Methods to Load Data using Python TensorFlow

Methods to Load Data using Python TensorFlow

There are two ways to load data, they are as follows:

  1. Load Data using NumPy Array
  2. Load Data using TensorFlow Data Pipeline

Load Data using NumPy Array

We can hard-code data into a NumPy Array or we can load data from an Excel (xls or xlsx) or CSV file into a Pandas DataFrame later will be converted into a NumPy Array. If your dataset is not pretty big, that is less than 10 gigabytes, you can use this method. The data can fit into memory.

## Numpy to pandas    
import numpy as np    
import pandas as pd  
  
h = [[1,2],[3,4]]     
df_h = pd.DataFrame(h)    
print('Data Frame:', df_h)    
    
## Pandas to numpy    
df_h_n = np.array(df_h)    
print('Numpy array:', df_h_n)

The output of the above code will be Data Frame: 0 1 0 1 2 1 3 4 Numpy array: [[1 2] [3 4]]

Load Data using TensorFlow Data Pipeline

Tensorflow has built-in API that helps you to load the data, perform the operation and feed the machine learning algorithm easily. This method works very well when you have a pretty large dataset. For instance, image records are known to be huge and do not fit into memory. The data pipeline manages the memory by itself. This method works best if you have a huge dataset. For instance, if you have a dataset of 50 gigabytes, and your computer has only 16 gigabytes of memory then the machine will crash.
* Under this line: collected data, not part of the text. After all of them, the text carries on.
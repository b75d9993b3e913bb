#![allow(non_snake_case)]
use RustedCalculus::Utils::logger::save_plot_bundle_to_csv;
use RustedCalculus::Utils::logging::{init_logging, timestamped_log_name};
use RustedCalculus::Utils::settings::Settings;
use RustedCalculus::calculus::{self, CalculusError};
use log::info;
use std::env;
use std::path::{Path, PathBuf};
use std::process::ExitCode;
use tabled::{Table, settings::Style};

/// usage: RustedCalculus [settings.toml]
fn main() -> ExitCode {
    let settings = match env::args().nth(1) {
        Some(path) => match Settings::from_file(Path::new(&path)) {
            Ok(settings) => settings,
            Err(e) => {
                eprintln!("{}", e);
                return ExitCode::FAILURE;
            }
        },
        None => Settings::default(),
    };
    let log_file = settings.log_to_file.then(|| {
        settings
            .log_file
            .clone()
            .unwrap_or_else(|| PathBuf::from(timestamped_log_name()))
    });
    if let Err(e) = init_logging(settings.loglevel, log_file) {
        eprintln!("cannot create log file: {}", e);
    }
    match run(&settings) {
        Ok(()) => ExitCode::SUCCESS,
        Err(e) => {
            eprintln!("{}", e);
            ExitCode::FAILURE
        }
    }
}

fn run(settings: &Settings) -> Result<(), CalculusError> {
    let (x_min, x_max) = settings.repaired_range();
    let expr = calculus::parse(&settings.function)?;
    let class = calculus::classify(&settings.function);
    println!("f(x) = {}    [{}]", expr, class);
    println!("LaTeX: {}\n", expr.to_latex());
    println!("{}\n", calculus::analyze_function(&settings.function));

    let bundle = calculus::assemble(&expr, x_min, x_max, &settings.plot_options())?;
    if let Some(derivative) = &bundle.derivative_expr {
        println!("f^({})(x) = {}", bundle.derivative_order, derivative);
        println!("LaTeX: {}", derivative.to_latex());
    }
    if let Some(integral) = &bundle.integral_expr {
        println!("∫ f(x) dx = {} + C", integral);
        println!("LaTeX: {} + C", integral.to_latex());
    }
    for failure in &bundle.partial_failures {
        println!("note: {}", failure);
    }
    println!("\nPlot data on [{}, {}]:\n{}", x_min, x_max, bundle.summary_table());

    if let Some(path) = &settings.csv_output {
        save_plot_bundle_to_csv(&bundle, path)?;
        info!("plot data written to {}", path.display());
    }

    let mut suggestions = Table::new(calculus::suggest_functions());
    suggestions.with(Style::modern_rounded());
    println!("\nFunctions to explore:\n{}", suggestions);
    Ok(())
}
In this circumstances, you need to build a Tensorflow pipeline. The pipeline will load the data in batch, or small chunk. Each batch will be pushed to the pipeline and be ready for the training. Building a pipeline is an excellent solution because it permits you to use parallel computing. It means Tensorflow will train the model through multiple CPUs. It fosters the computation and permits for training powerful neural network.

Methods to create TensorFlow Data Pipeline:

  1. Create the Data:

    import numpy as np  
    import tensorflow as tf  
    x_input = np.random.sample((1,2))  
    print(x_input)

    In the above code, we are generating two random numbers using the NumPy's Random Number Generator

  2. Create the Placeholder

    x = tf.placeholder(tf.float32, shape=[1,2], name = 'X')
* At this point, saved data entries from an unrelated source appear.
//! Run settings read from a flat TOML document.
//!
//! ```toml
//! function = "x**2 - 4*x + 4"
//! x_min = -10
//! x_max = 10
//! show_derivative = true
//! derivative_order = 1
//! show_integral = true
//! points = 1000
//! loglevel = "info"
//! log_to_file = false
//! log_file = "calculus.log"   # optional, timestamped name when omitted
//! csv_output = "plot.csv"     # optional
//! ```
//! Every key is optional; unknown keys are reported and ignored.
use crate::Utils::logging::parse_level;
use crate::numerical::plot_data::{MAX_DERIVATIVE_ORDER, PlotOptions};
use crate::numerical::sampler::DEFAULT_POINTS;
use log::{LevelFilter, warn};
use std::fmt;
use std::fs;
use std::io;
use std::path::{Path, PathBuf};
use toml::{Table, Value};

const KNOWN_KEYS: [&str; 11] = [
    "function",
    "x_min",
    "x_max",
    "show_derivative",
    "derivative_order",
    "show_integral",
    "points",
    "loglevel",
    "log_to_file",
    "log_file",
    "csv_output",
];

#[derive(Debug)]
pub enum SettingsError {
    Io(io::Error),
    Toml(toml::de::Error),
    InvalidValue { key: String, reason: String },
}

impl fmt::Display for SettingsError {
    fn fmt(&self, f: &mut fmt::Formatter<'_>) -> fmt::Result {
        match self {
            SettingsError::Io(e) => write!(f, "Cannot read settings: {}", e),
            SettingsError::Toml(e) => write!(f, "Malformed settings: {}", e),
            SettingsError::InvalidValue { key, reason } => {
                write!(f, "Invalid value for '{}': {}", key, reason)
            }
        }
    }
}

impl std::error::Error for SettingsError {}

impl From<io::Error> for SettingsError {
    fn from(e: io::Error) -> Self {
        SettingsError::Io(e)
    }
}

impl From<toml::de::Error> for SettingsError {
    fn from(e: toml::de::Error) -> Self {
        SettingsError::Toml(e)
    }
}

#[derive(Debug, Clone, PartialEq)]
pub struct Settings {
    pub function: String,
    pub x_min: f64,
    pub x_max: f64,
    pub show_derivative: bool,
    pub derivative_order: usize,
    pub show_integral: bool,
    pub points: usize,
    pub loglevel: LevelFilter,
    pub log_to_file: bool,
    pub log_file: Option<PathBuf>,
    pub csv_output: Option<PathBuf>,
}

impl Default for Settings {
    fn default() -> Self {
        Settings {
            function: "x**2 - 4*x + 4".to_string(),
            x_min: -10.0,
            x_max: 10.0,
            show_derivative: true,
            derivative_order: 1,
            show_integral: true,
            points: DEFAULT_POINTS,
            loglevel: LevelFilter::Info,
            log_to_file: false,
            log_file: None,
            csv_output: None,
        }
    }
}

fn invalid(key: &str, reason: &str) -> SettingsError {
    SettingsError::InvalidValue {
        key: key.to_string(),
        reason: reason.to_string(),
    }
}

fn get_f64(table: &Table, key: &str) -> Result<Option<f64>, SettingsError> {
    match table.get(key) {
        None => Ok(None),
        Some(Value::Float(v)) if v.is_finite() => Ok(Some(*v)),
        Some(Value::Integer(v)) => Ok(Some(*v as f64)),
        Some(_) => Err(invalid(key, "expected a finite number")),
    }
}

fn get_usize(table: &Table, key: &str) -> Result<Option<usize>, SettingsError> {
    match table.get(key) {
        None => Ok(None),
        Some(Value::Integer(v)) if *v >= 0 => Ok(Some(*v as usize)),
        Some(_) => Err(invalid(key, "expected a non-negative integer")),
    }
}

fn get_bool(table: &Table, key: &str) -> Result<Option<bool>, SettingsError> {
    match table.get(key) {
        None => Ok(None),
        Some(Value::Boolean(v)) => Ok(Some(*v)),
        Some(_) => Err(invalid(key, "expected true or false")),
    }
}

fn get_string(table: &Table, key: &str) -> Result<Option<String>, SettingsError> {
    match table.get(key) {
        None => Ok(None),
        Some(Value::String(v)) => Ok(Some(v.clone())),
        Some(_) => Err(invalid(key, "expected a string")),
    }
}

impl Settings {
    pub fn from_toml_str(content: &str) -> Result<Self, SettingsError> {
        let table: Table = content.parse()?;
        for key in table.keys() {
            if !KNOWN_KEYS.contains(&key.as_str()) {
                warn!("unknown settings key '{}' ignored", key);
            }
        }
        let mut settings = Settings::default();
        if let Some(function) = get_string(&table, "function")? {
            settings.function = function;
        }
        if let Some(x_min) = get_f64(&table, "x_min")? {
            settings.x_min = x_min;
        }
        if let Some(x_max) = get_f64(&table, "x_max")? {
            settings.x_max = x_max;
        }
        if let Some(flag) = get_bool(&table, "show_derivative")? {
            settings.show_derivative = flag;
        }
        if let Some(order) = get_usize(&table, "derivative_order")? {
            if !(1..=MAX_DERIVATIVE_ORDER).contains(&order) {
                return Err(invalid(
                    "derivative_order",
                    &format!("must be between 1 and {}", MAX_DERIVATIVE_ORDER),
                ));
            }
            settings.derivative_order = order;
        }
        if let Some(flag) = get_bool(&table, "show_integral")? {
            settings.show_integral = flag;
        }
        if let Some(points) = get_usize(&table, "points")? {
            if points == 0 {
                return Err(invalid("points", "at least one point is required"));
            }
            settings.points = points;
        }
        if let Some(level) = get_string(&table, "loglevel")? {
            settings.loglevel = parse_level(&level)
                .ok_or_else(|| invalid("loglevel", "must be debug, info, warn, error or off"))?;
        }
        if let Some(flag) = get_bool(&table, "log_to_file")? {
            settings.log_to_file = flag;
        }
        settings.log_file = get_string(&table, "log_file")?.map(PathBuf::from);
        settings.csv_output = get_string(&table, "csv_output")?.map(PathBuf::from);
        Ok(settings)
    }

    pub fn from_file(path: &Path) -> Result<Self, SettingsError> {
        let content = fs::read_to_string(path)?;
        Self::from_toml_str(&content)
    }

    pub fn plot_options(&self) -> PlotOptions {
        PlotOptions {
            include_derivative: self.show_derivative,
            derivative_order: self.derivative_order,
            include_integral: self.show_integral,
            points: self.points,
        }
    }

    /// Range handed to the assembler: when `x_min >= x_max`, `x_max` becomes `x_min + 1`.
    pub fn repaired_range(&self) -> (f64, f64) {
        if self.x_min >= self.x_max {
            let x_max = self.x_min + 1.0;
            warn!(
                "x_min ({}) must be less than x_max ({}), using [{}, {}]",
                self.x_min, self.x_max, self.x_min, x_max
            );
            (self.x_min, x_max)
        } else {
            (self.x_min, self.x_max)
        }
    }
}

#[cfg(test)]
mod tests {
    use super::*;
    use std::io::Write;

    #[test]
    fn test_empty_document_gives_defaults() {
        let settings = Settings::from_toml_str("").unwrap();
        assert_eq!(settings, Settings::default());
        assert_eq!(settings.plot_options(), PlotOptions::default());
    }

    #[test]
    fn test_all_keys() {
        let content = r#"
            function = "sin(x)"
            x_min = -3.5
            x_max = 4
            show_derivative = false
            derivative_order = 3
            show_integral = false
            points = 200
            loglevel = "debug"
            log_to_file = true
            log_file = "run.log"
            csv_output = "out.csv"
        "#;
        let settings = Settings::from_toml_str(content).unwrap();
        assert_eq!(settings.function, "sin(x)");
        assert_eq!(settings.x_min, -3.5);
        assert_eq!(settings.x_max, 4.0);
        assert!(!settings.show_derivative);
        assert_eq!(settings.derivative_order, 3);
        assert!(!settings.show_integral);
        assert_eq!(settings.points, 200);
        assert_eq!(settings.loglevel, LevelFilter::Debug);
        assert!(settings.log_to_file);
        assert_eq!(settings.log_file, Some(PathBuf::from("run.log")));
        assert_eq!(settings.csv_output, Some(PathBuf::from("out.csv")));
    }

    #[test]
    fn test_invalid_values() {
        for content in [
            "derivative_order = 6",
            "derivative_order = 0",
            "points = 0",
            "points = -5",
            "loglevel = \"loud\"",
            "x_min = \"left\"",
            "show_integral = 1",
        ] {
            assert!(
                matches!(Settings::from_toml_str(content), Err(SettingsError::InvalidValue { .. })),
                "{}",
                content
            );
        }
        assert!(matches!(Settings::from_toml_str("x_min = "), Err(SettingsError::Toml(_))));
    }

    #[test]
    fn test_unknown_keys_are_ignored() {
        let settings = Settings::from_toml_str("colour = \"red\"").unwrap();
        assert_eq!(settings, Settings::default());
    }

    #[test]
    fn test_repaired_range() {
        let mut settings = Settings::default();
        assert_eq!(settings.repaired_range(), (-10.0, 10.0));
        settings.x_min = 5.0;
        settings.x_max = 5.0;
        assert_eq!(settings.repaired_range(), (5.0, 6.0));
        settings.x_max = -1.0;
        assert_eq!(settings.repaired_range(), (5.0, 6.0));
    }

    #[test]
    fn test_from_file() {
        let mut file = tempfile::NamedTempFile::new().unwrap();
        writeln!(file, "function = \"1/x\"\npoints = 50").unwrap();
        let settings = Settings::from_file(file.path()).unwrap();
        assert_eq!(settings.function, "1/x");
        assert_eq!(settings.points, 50);
        let missing = Settings::from_file(Path::new("/definitely/not/here.toml"));
        assert!(matches!(missing, Err(SettingsError::Io(_))));
    }
}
    We are creating a placeholder using the tf.placeholder()

  3. Define the Dataset Method

    dataset = tf.data.Dataset.from_tensor_slices(x)

    We define the dataset method as tf.data.Dataset.from_tensor_slices()

  4. Create the Pipeline

    iterator = dataset.make_initializable_iterator()   
    get_next = iterator.get_next()

    In above code, we need to initialize the pipeline where the data will flow. We need to create an iterator with make_initializable_iterator. We name it iterator. Then we need to call this iterator to supply the next batch of data, get_next. We name this step get_next. Note that in this example, there is only one batch of data with only two values.
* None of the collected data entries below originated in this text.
//! # Symbolic Engine Module
//!
//! Core expression tree of the calculator. Every expression the user types ends up here as an
//! immutable `Expr` tree over the single declared variable `x`; derivatives, integrals and
//! simplified forms are always new trees.
//!
//! ## Main Structures and Methods
//!
//! ### `Expr` Enum
//! - **Variable**: `Var(String)` - the declared variable (always "x" for parsed input)
//! - **Constants**: `Const(f64)` - numerical constants
//! - **Operations**: `Add`, `Sub`, `Mul`, `Div`, `Pow` - basic arithmetic
//! - **Functions**: `Exp`, `Ln`, `sin`, `cos`, `tg`, `sqrt`, `abs`
//!
//! ### Key Methods
//! - `diff(var)` - analytical derivative (see `symbolic_engine_derivatives`)
//! - `integrate(var)` - rule based antiderivative (see `symbolic_integration`)
//! - `simplify()` - algebraic simplification (see `symbolic_simplify`)
//! - `lambdify1D()` - conversion into a Rust closure (see `symbolic_lambdify`)
//!
//! ## Rendering
//!
//! `Display` produces the canonical textual form. It is precedence aware and uses the same
//! surface syntax the parser accepts (`**` for powers, `log` for the natural logarithm, `tan` for
//! the tangent), so rendering and re-parsing reproduces the tree. `to_latex()` lives in
//! `symbolic_latex`.

#![allow(non_camel_case_types)]

use std::collections::BTreeSet;
use std::f64;
use std::fmt;

/// name of the only free variable accepted by the parser
pub const DECLARED_VARIABLE: &str = "x";

/// Core symbolic expression enum representing mathematical expressions as an abstract syntax tree.
///
/// # Examples
/// ```rust, ignore
/// use RustedCalculus::symbolic::symbolic_engine::Expr;
/// let x = Expr::Var("x".to_string());
/// let expr = Expr::Add(Box::new(x), Box::new(Expr::Const(2.0)));
/// assert_eq!(expr.to_string(), "x + 2");
/// ```
#[derive(Clone, Debug, PartialEq)]
pub enum Expr {
    /// Symbolic variable
    Var(String),
    /// Numerical constant value
    Const(f64),
    /// Addition operation: left + right
    Add(Box<Expr>, Box<Expr>),
    /// Subtraction operation: left - right
    Sub(Box<Expr>, Box<Expr>),
    /// Multiplication operation: left * right
    Mul(Box<Expr>, Box<Expr>),
    /// Division operation: left / right
    Div(Box<Expr>, Box<Expr>),
    /// Power operation: base ** exponent, the exponent may be any sub-expression
    Pow(Box<Expr>, Box<Expr>),
    /// Exponential function: e^x
    Exp(Box<Expr>),
    /// Natural logarithm, written `log` by the user
    Ln(Box<Expr>),
    /// Sine function: sin(x)
    sin(Box<Expr>),
    /// Cosine function: cos(x)
    cos(Box<Expr>),
    /// Tangent function, written `tan` by the user
    tg(Box<Expr>),
    /// Square root
    sqrt(Box<Expr>),
    /// Absolute value
    abs(Box<Expr>),
}

/// binding strength used by the textual and typeset renderers
pub(crate) const PREC_SUM: u8 = 1;
pub(crate) const PREC_PRODUCT: u8 = 2;
pub(crate) const PREC_UNARY: u8 = 3;
pub(crate) const PREC_POWER: u8 = 4;
pub(crate) const PREC_ATOM: u8 = 5;

impl Expr {
    /// Binding strength of the node as it is rendered.
    ///
    /// Negative constants and `-1 * e` are rendered with a leading minus and therefore bind like
    /// a unary operator.
    pub(crate) fn precedence(&self) -> u8 {
        match self {
            Expr::Const(c) if c.is_sign_negative() => PREC_UNARY,
            Expr::Var(_) | Expr::Const(_) => PREC_ATOM,
            Expr::Add(..) | Expr::Sub(..) => PREC_SUM,
            Expr::Mul(lhs, rhs) if lhs.is_minus_one() && !rhs.is_const() => PREC_UNARY,
            Expr::Mul(..) | Expr::Div(..) => PREC_PRODUCT,
            Expr::Pow(..) => PREC_POWER,
            _ => PREC_ATOM,
        }
    }

    fn fmt_with(&self, f: &mut fmt::Formatter, min_prec: u8) -> fmt::Result {
        if self.precedence() < min_prec {
            write!(f, "(")?;
            self.fmt_bare(f)?;
            write!(f, ")")
        } else {
            self.fmt_bare(f)
        }
    }

    fn fmt_bare(&self, f: &mut fmt::Formatter) -> fmt::Result {
        match self {
            Expr::Var(name) => write!(f, "{}", name),
            Expr::Const(val) => write!(f, "{}", val),
            Expr::Add(lhs, rhs) => {
                lhs.fmt_with(f, PREC_SUM)?;
                write!(f, " + ")?;
                rhs.fmt_with(f, PREC_PRODUCT)
            }
            Expr::Sub(lhs, rhs) => {
                lhs.fmt_with(f, PREC_SUM)?;
                write!(f, " - ")?;
                rhs.fmt_with(f, PREC_PRODUCT)
            }
            Expr::Mul(lhs, rhs) if lhs.is_minus_one() && !rhs.is_const() => {
                write!(f, "-")?;
                rhs.fmt_with(f, PREC_UNARY)
            }
            Expr::Mul(lhs, rhs) => {
                lhs.fmt_with(f, PREC_PRODUCT)?;
                write!(f, " * ")?;
                rhs.fmt_with(f, PREC_UNARY)
            }
            Expr::Div(lhs, rhs) => {
                lhs.fmt_with(f, PREC_PRODUCT)?;
                write!(f, " / ")?;
                rhs.fmt_with(f, PREC_UNARY)
            }
            Expr::Pow(base, exp) => {
                base.fmt_with(f, PREC_ATOM)?;
                write!(f, "**")?;
                exp.fmt_with(f, PREC_UNARY)
            }
            Expr::Exp(expr) => write!(f, "exp({})", expr),
            Expr::Ln(expr) => write!(f, "log({})", expr),
            Expr::sin(expr) => write!(f, "sin({})", expr),
            Expr::cos(expr) => write!(f, "cos({})", expr),
            Expr::tg(expr) => write!(f, "tan({})", expr),
            Expr::sqrt(expr) => write!(f, "sqrt({})", expr),
            Expr::abs(expr) => write!(f, "abs({})", expr),
        }
    }
}

/// Canonical textual rendering.
///
/// Only the parentheses needed to keep the tree shape are written, so `parse(expr.to_string())`
/// gives back `expr`.
impl fmt::Display for Expr {
    fn fmt(&self, f: &mut fmt::Formatter) -> fmt::Result {
        self.fmt_bare(f)
    }
}

impl std::ops::Add for Expr {
    type Output = Self;

    fn add(self, rhs: Self) -> Self::Output {
        Expr::Add(self.boxed(), rhs.boxed())
    }
}

impl std::ops::Sub for Expr {
    type Output = Self;

    fn sub(self, rhs: Self) -> Self::Output {
        Expr::Sub(self.boxed(), rhs.boxed())
    }
}

impl std::ops::Mul for Expr {
    type Output = Self;

    fn mul(self, rhs: Self) -> Self::Output {
        Expr::Mul(self.boxed(), rhs.boxed())
    }
}

impl std::ops::Div for Expr {
    type Output = Self;

    fn div(self, rhs: Self) -> Self::Output {
        Expr::Div(self.boxed(), rhs.boxed())
    }
}

impl std::ops::Neg for Expr {
    type Output = Self;

    fn neg(self) -> Self::Output {
        Expr::Mul(Box::new(Expr::Const(-1.0)), Box::new(self))
    }
}

impl Expr {
    /// BASIC FEATURES

    /// the declared variable as an expression
    pub fn x() -> Expr {
        Expr::Var(DECLARED_VARIABLE.to_string())
    }

    /// Convenience method to wrap expression in Box for recursive structures.
    pub fn boxed(self) -> Box<Self> {
        Box::new(self)
    }

    /// Creates exponential function e^(self).
    pub fn exp(self) -> Expr {
        Expr::Exp(self.boxed())
    }

    /// Creates natural logarithm ln(self).
    pub fn ln(self) -> Expr {
        Expr::Ln(self.boxed())
    }

    /// Creates power expression self^rhs.
    pub fn pow(self, rhs: Expr) -> Expr {
        Expr::Pow(self.boxed(), rhs.boxed())
    }

    /// Checks if expression is exactly zero (constant 0.0).
    pub fn is_zero(&self) -> bool {
        matches!(self, Expr::Const(val) if *val == 0.0)
    }

    pub fn is_const(&self) -> bool {
        matches!(self, Expr::Const(_))
    }

    pub(crate) fn is_minus_one(&self) -> bool {
        matches!(self, Expr::Const(val) if *val == -1.0)
    }

    /// Substitutes a variable with a constant value throughout the expression.
    pub fn set_variable(&self, var: &str, value: f64) -> Expr {
        self.substitute_variable(var, &Expr::Const(value))
    }

    /// substitute a variable with an expression
    pub fn substitute_variable(&self, var: &str, expr: &Expr) -> Expr {
        match self {
            Expr::Var(name) if name == var => expr.clone(),
            Expr::Var(_) | Expr::Const(_) => self.clone(),
            Expr::Add(lhs, rhs) => Expr::Add(
                Box::new(lhs.substitute_variable(var, expr)),
                Box::new(rhs.substitute_variable(var, expr)),
            ),
            Expr::Sub(lhs, rhs) => Expr::Sub(
                Box::new(lhs.substitute_variable(var, expr)),
                Box::new(rhs.substitute_variable(var, expr)),
            ),
            Expr::Mul(lhs, rhs) => Expr::Mul(
                Box::new(lhs.substitute_variable(var, expr)),
                Box::new(rhs.substitute_variable(var, expr)),
            ),
            Expr::Div(lhs, rhs) => Expr::Div(
                Box::new(lhs.substitute_variable(var, expr)),
                Box::new(rhs.substitute_variable(var, expr)),
            ),
            Expr::Pow(base, exp) => Expr::Pow(
                Box::new(base.substitute_variable(var, expr)),
                Box::new(exp.substitute_variable(var, expr)),
            ),
            Expr::Exp(inner) => Expr::Exp(Box::new(inner.substitute_variable(var, expr))),
            Expr::Ln(inner) => Expr::Ln(Box::new(inner.substitute_variable(var, expr))),
            Expr::sin(inner) => Expr::sin(Box::new(inner.substitute_variable(var, expr))),
            Expr::cos(inner) => Expr::cos(Box::new(inner.substitute_variable(var, expr))),
            Expr::tg(inner) => Expr::tg(Box::new(inner.substitute_variable(var, expr))),
            Expr::sqrt(inner) => Expr::sqrt(Box::new(inner.substitute_variable(var, expr))),
            Expr::abs(inner) => Expr::abs(Box::new(inner.substitute_variable(var, expr))),
        }
    }

    /// check if the expression contains a variable
    pub fn contains_variable(&self, var_name: &str) -> bool {
        match self {
            Expr::Var(name) => name == var_name,
            Expr::Const(_) => false,
            Expr::Add(left, right)
            | Expr::Sub(left, right)
            | Expr::Mul(left, right)
            | Expr::Div(left, right)
            | Expr::Pow(left, right) => {
                left.contains_variable(var_name) || right.contains_variable(var_name)
            }
            Expr::Exp(expr)
            | Expr::Ln(expr)
            | Expr::sin(expr)
            | Expr::cos(expr)
            | Expr::tg(expr)
            | Expr::sqrt(expr)
            | Expr::abs(expr) => expr.contains_variable(var_name),
        }
    }

    /// number of nodes on the longest root-to-leaf path; a leaf has height 1
    pub fn height(&self) -> usize {
        match self {
            Expr::Var(_) | Expr::Const(_) => 1,
            Expr::Add(left, right)
            | Expr::Sub(left, right)
            | Expr::Mul(left, right)
            | Expr::Div(left, right)
            | Expr::Pow(left, right) => 1 + left.height().max(right.height()),
            Expr::Exp(expr)
            | Expr::Ln(expr)
            | Expr::sin(expr)
            | Expr::cos(expr)
            | Expr::tg(expr)
            | Expr::sqrt(expr)
            | Expr::abs(expr) => 1 + expr.height(),
        }
    }

    /// sorted set of all variable names found in the tree
    pub fn variables(&self) -> BTreeSet<String> {
        let mut found = BTreeSet::new();
        self.collect_variables(&mut found);
        found
    }

    fn collect_variables(&self, found: &mut BTreeSet<String>) {
        match self {
            Expr::Var(name) => {
                found.insert(name.clone());
            }
            Expr::Const(_) => {}
            Expr::Add(left, right)
            | Expr::Sub(left, right)
            | Expr::Mul(left, right)
            | Expr::Div(left, right)
            | Expr::Pow(left, right) => {
                left.collect_variables(found);
                right.collect_variables(found);
            }
            Expr::Exp(expr)
            | Expr::Ln(expr)
            | Expr::sin(expr)
            | Expr::cos(expr)
            | Expr::tg(expr)
            | Expr::sqrt(expr)
            | Expr::abs(expr) => expr.collect_variables(found),
        }
    }

    /// first variable that is not the declared one, if any
    pub fn foreign_variable(&self) -> Option<String> {
        self.variables()
            .into_iter()
            .find(|name| name != DECLARED_VARIABLE)
    }

    /// Evaluates the tree at a point without building a closure.
    pub fn eval_expression(&self, var: &str, value: f64) -> f64 {
        match self {
            Expr::Var(name) if name == var => value,
            Expr::Var(_) => f64::NAN,
            Expr::Const(val) => *val,
            Expr::Add(lhs, rhs) => lhs.eval_expression(var, value) + rhs.eval_expression(var, value),
            Expr::Sub(lhs, rhs) => lhs.eval_expression(var, value) - rhs.eval_expression(var, value),
            Expr::Mul(lhs, rhs) => lhs.eval_expression(var, value) * rhs.eval_expression(var, value),
            Expr::Div(lhs, rhs) => lhs.eval_expression(var, value) / rhs.eval_expression(var, value),
            Expr::Pow(base, exp) => base
                .eval_expression(var, value)
                .powf(exp.eval_expression(var, value)),
            Expr::Exp(expr) => expr.eval_expression(var, value).exp(),
            Expr::Ln(expr) => expr.eval_expression(var, value).ln(),
            Expr::sin(expr) => expr.eval_expression(var, value).sin(),
            Expr::cos(expr) => expr.eval_expression(var, value).cos(),
            Expr::tg(expr) => expr.eval_expression(var, value).tan(),
            Expr::sqrt(expr) => expr.eval_expression(var, value).sqrt(),
            Expr::abs(expr) => expr.eval_expression(var, value).abs(),
        }
    }
}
  5. Execute the Operation

    with tf.Session() as sess:  
        # feed the placeholder with data  
        sess.run(iterator.initializer, feed_dict={ x: x_input })   
        print(sess.run(get_next)) # output [ 0.52374458  0.71968478]  

    In the above code, we initiate a session, and we run the operation iterator. We feed the feed_dict with the value generated by numpy. These two value will populate the placeholder x. Then we run get_next to print the result.

TensorFlow_Pipeline.py

import numpy as np  
import tensorflow as tf  
x_input = np.random.sample((1,2))  
print(x_input)  
# using a placeholder  
x = tf.placeholder(tf.float32, shape=[1,2], name = 'X')  
dataset = tf.data.Dataset.from_tensor_slices(x)  
iterator = dataset.make_initializable_iterator()   
get_next = iterator.get_next()  
with tf.Session() as sess:  
    # feed the placeholder with data  
    sess.run(iterator.initializer, feed_dict={ x: x_input })   
    print(sess.run(get_next))

The output of the above code will be [[0.87908525 0.80727791]] [0.87908524 0.8072779 ]